#### AVAILABLE DATA ####

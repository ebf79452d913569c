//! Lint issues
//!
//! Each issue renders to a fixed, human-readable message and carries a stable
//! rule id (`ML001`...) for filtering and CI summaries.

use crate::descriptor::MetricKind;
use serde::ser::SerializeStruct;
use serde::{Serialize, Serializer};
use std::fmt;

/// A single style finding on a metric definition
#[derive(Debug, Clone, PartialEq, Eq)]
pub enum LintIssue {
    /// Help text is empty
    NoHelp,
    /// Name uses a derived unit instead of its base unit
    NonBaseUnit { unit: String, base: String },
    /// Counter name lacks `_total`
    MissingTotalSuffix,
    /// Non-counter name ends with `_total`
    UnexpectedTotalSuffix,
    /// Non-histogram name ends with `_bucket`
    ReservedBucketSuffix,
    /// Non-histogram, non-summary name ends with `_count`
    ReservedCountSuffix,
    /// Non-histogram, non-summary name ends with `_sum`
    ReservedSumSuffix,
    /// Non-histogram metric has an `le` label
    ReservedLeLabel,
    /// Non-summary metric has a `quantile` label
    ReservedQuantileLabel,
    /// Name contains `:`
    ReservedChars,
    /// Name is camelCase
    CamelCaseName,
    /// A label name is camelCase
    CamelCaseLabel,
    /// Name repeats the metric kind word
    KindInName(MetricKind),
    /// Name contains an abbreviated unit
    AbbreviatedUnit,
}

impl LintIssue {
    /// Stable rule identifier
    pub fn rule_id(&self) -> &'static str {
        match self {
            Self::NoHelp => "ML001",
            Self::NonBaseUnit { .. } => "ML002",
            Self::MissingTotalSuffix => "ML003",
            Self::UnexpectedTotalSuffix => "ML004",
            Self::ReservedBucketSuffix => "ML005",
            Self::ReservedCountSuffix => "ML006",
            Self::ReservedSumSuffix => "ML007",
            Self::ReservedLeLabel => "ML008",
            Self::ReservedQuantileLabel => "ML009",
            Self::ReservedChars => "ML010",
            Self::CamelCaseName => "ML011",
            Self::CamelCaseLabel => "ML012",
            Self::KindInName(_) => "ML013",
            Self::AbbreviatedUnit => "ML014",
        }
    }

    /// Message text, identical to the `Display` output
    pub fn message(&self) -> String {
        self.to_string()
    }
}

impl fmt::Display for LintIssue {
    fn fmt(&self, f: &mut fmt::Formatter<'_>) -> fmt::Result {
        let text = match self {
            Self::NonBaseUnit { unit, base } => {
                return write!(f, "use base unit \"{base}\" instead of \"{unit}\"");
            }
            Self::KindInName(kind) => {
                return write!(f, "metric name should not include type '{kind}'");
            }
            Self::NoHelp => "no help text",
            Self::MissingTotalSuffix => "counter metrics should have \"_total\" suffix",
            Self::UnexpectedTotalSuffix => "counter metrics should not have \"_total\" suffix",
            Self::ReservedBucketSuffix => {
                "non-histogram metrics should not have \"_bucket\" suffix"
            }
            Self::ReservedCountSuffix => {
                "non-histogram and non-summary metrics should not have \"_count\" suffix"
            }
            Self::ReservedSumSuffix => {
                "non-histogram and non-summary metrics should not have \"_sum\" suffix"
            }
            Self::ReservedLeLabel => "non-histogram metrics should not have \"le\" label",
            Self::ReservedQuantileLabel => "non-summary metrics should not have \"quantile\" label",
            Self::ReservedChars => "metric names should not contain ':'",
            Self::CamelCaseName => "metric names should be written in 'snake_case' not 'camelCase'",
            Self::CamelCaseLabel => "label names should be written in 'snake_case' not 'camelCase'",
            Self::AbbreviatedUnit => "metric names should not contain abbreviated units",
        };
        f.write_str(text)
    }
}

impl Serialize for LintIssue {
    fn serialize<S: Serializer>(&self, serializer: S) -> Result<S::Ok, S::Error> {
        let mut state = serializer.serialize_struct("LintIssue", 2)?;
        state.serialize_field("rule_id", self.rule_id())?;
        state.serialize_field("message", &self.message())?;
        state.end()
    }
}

####
#### AVAILABLE DATA ####

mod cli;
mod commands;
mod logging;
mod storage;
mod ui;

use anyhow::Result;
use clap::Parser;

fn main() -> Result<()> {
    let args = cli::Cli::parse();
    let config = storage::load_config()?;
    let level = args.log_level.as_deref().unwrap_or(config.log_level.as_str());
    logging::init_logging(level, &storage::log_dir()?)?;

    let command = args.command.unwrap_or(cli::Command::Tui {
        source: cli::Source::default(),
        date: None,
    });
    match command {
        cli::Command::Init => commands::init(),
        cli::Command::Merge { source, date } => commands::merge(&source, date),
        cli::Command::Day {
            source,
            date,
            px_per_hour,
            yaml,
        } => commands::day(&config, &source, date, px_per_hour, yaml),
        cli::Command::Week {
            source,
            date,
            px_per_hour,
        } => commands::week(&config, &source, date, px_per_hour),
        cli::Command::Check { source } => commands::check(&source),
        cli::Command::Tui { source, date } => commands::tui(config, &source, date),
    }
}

####
#### AVAILABLE DATA ####

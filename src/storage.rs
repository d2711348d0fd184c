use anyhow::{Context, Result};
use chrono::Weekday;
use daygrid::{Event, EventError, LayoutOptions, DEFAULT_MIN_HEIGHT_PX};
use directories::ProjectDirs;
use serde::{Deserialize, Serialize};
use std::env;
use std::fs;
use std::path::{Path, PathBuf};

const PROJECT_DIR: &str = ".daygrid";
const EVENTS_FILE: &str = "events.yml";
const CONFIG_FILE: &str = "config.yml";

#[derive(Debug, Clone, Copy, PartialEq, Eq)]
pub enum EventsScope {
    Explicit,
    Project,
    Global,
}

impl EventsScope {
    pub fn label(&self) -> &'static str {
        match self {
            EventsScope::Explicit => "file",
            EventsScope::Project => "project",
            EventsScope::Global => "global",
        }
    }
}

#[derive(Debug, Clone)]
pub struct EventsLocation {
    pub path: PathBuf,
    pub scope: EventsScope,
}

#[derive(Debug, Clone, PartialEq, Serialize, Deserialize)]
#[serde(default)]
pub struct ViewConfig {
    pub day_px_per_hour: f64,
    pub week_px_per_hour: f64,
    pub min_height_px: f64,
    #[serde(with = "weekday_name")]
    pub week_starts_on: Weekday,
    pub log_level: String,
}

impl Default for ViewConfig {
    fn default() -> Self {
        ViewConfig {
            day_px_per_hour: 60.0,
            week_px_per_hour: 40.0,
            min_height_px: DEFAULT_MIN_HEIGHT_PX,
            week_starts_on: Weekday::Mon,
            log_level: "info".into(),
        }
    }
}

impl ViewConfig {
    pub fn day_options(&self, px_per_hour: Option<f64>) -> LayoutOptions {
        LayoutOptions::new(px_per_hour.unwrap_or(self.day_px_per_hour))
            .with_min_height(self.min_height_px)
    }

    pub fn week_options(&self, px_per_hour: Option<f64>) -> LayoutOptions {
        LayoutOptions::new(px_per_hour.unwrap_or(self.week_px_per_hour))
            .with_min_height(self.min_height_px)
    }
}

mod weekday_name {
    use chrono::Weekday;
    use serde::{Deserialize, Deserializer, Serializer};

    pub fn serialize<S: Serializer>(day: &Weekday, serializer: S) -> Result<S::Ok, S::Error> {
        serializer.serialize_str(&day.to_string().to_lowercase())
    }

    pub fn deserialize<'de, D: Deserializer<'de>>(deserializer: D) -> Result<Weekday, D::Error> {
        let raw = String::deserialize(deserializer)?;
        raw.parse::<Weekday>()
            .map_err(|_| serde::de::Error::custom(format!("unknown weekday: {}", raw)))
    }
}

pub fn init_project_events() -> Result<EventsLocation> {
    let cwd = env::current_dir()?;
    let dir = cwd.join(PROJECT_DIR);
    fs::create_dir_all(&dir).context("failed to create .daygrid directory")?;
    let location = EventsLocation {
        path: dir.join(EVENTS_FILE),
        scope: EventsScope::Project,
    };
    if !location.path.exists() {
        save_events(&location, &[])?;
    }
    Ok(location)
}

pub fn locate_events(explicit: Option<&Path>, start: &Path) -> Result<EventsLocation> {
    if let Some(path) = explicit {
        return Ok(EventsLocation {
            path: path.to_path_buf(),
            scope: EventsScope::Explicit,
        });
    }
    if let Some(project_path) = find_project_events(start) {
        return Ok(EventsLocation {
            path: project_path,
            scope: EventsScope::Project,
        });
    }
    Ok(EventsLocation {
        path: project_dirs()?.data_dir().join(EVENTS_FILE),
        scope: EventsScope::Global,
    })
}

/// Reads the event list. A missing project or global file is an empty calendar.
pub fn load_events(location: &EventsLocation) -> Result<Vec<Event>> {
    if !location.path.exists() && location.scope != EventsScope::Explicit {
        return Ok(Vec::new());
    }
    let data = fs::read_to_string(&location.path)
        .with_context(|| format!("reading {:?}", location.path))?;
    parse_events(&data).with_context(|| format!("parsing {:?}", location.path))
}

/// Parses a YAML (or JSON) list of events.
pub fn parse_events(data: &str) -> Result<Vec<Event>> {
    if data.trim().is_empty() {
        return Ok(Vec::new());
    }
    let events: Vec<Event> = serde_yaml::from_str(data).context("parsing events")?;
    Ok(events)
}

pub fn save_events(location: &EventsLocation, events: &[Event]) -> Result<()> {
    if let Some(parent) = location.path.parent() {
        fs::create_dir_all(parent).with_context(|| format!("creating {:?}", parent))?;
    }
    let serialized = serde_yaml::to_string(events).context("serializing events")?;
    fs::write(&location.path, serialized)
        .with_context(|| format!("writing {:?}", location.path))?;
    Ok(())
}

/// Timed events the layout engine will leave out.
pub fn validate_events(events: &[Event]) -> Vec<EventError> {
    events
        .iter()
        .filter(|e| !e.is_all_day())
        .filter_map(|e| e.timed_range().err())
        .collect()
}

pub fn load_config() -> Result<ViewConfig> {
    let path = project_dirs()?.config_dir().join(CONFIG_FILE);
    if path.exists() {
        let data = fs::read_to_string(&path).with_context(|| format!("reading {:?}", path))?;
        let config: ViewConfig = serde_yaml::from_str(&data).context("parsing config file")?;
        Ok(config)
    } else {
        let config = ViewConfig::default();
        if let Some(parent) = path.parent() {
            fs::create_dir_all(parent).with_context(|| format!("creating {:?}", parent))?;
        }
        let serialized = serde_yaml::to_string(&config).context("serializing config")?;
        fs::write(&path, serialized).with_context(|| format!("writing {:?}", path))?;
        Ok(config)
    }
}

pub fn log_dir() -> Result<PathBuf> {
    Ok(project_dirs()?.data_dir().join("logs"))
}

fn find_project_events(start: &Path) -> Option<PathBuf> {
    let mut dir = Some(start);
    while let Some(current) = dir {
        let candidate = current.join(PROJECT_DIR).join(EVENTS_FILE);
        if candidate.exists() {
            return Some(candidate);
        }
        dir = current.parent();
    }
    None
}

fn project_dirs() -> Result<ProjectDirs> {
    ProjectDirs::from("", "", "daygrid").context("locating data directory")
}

####

_AIM OF THE EXERCISE_:
Determine the number of lines in the data above that contain the word "join", and provide only that figure.

_FINAL ANSWER_:
6